(Collected data entries)

------------------------------------------------

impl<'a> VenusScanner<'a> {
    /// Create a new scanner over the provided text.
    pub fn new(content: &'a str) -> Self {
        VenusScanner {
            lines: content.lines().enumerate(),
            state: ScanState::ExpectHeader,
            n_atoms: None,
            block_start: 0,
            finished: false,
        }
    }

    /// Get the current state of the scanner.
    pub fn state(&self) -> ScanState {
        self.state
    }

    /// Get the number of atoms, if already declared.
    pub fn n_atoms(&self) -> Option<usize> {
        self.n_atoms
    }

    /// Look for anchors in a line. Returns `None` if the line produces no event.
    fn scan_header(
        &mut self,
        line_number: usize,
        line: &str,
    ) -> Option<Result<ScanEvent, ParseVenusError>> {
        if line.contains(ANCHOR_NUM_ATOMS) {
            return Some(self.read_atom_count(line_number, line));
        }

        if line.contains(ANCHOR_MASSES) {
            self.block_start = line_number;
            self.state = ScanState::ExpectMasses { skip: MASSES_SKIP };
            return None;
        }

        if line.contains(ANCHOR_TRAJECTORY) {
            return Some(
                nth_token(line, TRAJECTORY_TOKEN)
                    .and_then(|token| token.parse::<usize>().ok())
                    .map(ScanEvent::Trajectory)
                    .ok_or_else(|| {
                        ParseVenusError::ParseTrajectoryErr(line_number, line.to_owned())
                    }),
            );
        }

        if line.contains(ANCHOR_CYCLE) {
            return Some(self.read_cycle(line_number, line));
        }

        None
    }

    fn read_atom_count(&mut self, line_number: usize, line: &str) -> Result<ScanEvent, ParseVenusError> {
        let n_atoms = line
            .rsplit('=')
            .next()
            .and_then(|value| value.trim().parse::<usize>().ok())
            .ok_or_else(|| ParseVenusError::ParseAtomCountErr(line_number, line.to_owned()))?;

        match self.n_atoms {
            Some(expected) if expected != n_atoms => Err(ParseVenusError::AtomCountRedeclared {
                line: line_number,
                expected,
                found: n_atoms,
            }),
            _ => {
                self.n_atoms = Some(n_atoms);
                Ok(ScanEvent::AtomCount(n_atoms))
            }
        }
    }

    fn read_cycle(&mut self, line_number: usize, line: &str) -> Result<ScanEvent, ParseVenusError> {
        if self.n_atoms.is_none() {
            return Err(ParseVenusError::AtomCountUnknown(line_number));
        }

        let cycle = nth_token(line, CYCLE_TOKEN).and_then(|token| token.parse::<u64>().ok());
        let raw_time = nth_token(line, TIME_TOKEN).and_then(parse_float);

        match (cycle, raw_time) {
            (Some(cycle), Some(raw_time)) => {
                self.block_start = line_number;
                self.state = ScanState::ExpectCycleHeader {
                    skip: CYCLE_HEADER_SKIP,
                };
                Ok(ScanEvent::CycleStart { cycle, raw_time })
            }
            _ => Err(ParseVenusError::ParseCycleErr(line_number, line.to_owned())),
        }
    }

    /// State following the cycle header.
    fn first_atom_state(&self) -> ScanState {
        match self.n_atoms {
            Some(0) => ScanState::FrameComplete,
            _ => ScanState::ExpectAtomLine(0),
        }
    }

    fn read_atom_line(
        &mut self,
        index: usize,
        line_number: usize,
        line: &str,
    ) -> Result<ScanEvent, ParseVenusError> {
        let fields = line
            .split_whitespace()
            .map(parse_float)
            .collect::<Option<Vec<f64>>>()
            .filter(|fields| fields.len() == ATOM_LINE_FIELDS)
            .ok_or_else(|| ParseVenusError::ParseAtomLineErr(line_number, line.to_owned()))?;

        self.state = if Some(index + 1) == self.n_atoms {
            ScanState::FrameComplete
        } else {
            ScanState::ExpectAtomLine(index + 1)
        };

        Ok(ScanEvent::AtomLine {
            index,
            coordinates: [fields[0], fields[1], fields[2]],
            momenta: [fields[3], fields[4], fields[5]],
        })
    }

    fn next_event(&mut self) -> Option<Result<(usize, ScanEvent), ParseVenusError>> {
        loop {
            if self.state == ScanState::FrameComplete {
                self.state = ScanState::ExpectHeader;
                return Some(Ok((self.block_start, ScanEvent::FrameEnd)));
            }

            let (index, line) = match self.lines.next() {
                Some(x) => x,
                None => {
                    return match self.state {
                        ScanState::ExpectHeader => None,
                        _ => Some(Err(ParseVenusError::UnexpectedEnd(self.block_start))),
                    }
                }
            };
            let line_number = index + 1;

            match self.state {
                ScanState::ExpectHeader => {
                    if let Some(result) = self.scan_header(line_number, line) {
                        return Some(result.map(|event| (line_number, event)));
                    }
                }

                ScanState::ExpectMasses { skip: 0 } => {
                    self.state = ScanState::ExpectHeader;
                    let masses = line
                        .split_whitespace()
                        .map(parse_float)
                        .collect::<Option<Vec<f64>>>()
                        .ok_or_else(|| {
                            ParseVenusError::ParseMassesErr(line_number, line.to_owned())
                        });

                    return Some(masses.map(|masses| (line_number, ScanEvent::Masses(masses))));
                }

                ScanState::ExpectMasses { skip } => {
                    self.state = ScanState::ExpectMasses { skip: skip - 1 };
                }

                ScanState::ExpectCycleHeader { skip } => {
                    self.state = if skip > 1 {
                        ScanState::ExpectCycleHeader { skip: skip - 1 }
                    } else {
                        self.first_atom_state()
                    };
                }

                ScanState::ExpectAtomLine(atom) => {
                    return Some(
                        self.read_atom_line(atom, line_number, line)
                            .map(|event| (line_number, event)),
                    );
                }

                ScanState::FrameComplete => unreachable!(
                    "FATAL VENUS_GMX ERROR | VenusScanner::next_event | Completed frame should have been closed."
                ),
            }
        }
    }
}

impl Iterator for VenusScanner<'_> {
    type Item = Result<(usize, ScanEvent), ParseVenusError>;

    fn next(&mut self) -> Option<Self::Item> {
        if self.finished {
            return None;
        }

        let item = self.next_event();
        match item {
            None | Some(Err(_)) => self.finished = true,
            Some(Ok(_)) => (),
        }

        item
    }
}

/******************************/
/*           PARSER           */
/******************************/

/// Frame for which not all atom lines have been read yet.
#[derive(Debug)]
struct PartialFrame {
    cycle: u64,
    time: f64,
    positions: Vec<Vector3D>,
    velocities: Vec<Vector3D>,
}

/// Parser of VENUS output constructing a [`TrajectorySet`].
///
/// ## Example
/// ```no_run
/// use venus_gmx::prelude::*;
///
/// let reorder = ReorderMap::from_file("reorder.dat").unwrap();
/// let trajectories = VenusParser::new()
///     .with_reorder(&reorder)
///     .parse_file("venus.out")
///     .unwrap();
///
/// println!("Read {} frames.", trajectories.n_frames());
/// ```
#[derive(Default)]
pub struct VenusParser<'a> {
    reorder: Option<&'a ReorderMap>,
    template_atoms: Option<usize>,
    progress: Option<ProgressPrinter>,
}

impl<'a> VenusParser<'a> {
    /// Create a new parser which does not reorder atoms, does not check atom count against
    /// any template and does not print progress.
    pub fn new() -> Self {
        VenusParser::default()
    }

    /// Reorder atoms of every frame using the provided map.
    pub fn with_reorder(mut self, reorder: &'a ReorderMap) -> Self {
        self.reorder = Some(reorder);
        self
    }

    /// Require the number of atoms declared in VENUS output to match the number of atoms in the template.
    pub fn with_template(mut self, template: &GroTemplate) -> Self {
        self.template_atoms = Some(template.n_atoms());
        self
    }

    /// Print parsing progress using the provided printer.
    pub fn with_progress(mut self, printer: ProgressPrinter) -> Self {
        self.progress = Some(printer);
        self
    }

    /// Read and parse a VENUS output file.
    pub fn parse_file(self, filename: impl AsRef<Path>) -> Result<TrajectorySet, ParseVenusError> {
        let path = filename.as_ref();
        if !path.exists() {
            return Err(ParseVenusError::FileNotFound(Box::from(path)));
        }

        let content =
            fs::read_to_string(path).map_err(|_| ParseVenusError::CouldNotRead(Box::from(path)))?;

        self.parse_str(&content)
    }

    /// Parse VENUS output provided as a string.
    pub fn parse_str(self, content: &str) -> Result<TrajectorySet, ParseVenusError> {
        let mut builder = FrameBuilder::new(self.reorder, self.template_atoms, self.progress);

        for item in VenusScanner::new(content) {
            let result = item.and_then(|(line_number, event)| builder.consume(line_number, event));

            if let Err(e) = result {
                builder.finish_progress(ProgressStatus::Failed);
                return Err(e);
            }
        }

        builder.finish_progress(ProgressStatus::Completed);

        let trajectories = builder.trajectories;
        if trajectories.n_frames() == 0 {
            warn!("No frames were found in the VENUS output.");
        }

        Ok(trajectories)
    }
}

------------------------------------------------

For each line of the entries that contains the word "fields", make a copy.

        let fields = line
            .filter(|fields| fields.len() == ATOM_LINE_FIELDS)
            coordinates: [fields[0], fields[1], fields[2]],
            momenta: [fields[3], fields[4], fields[5]],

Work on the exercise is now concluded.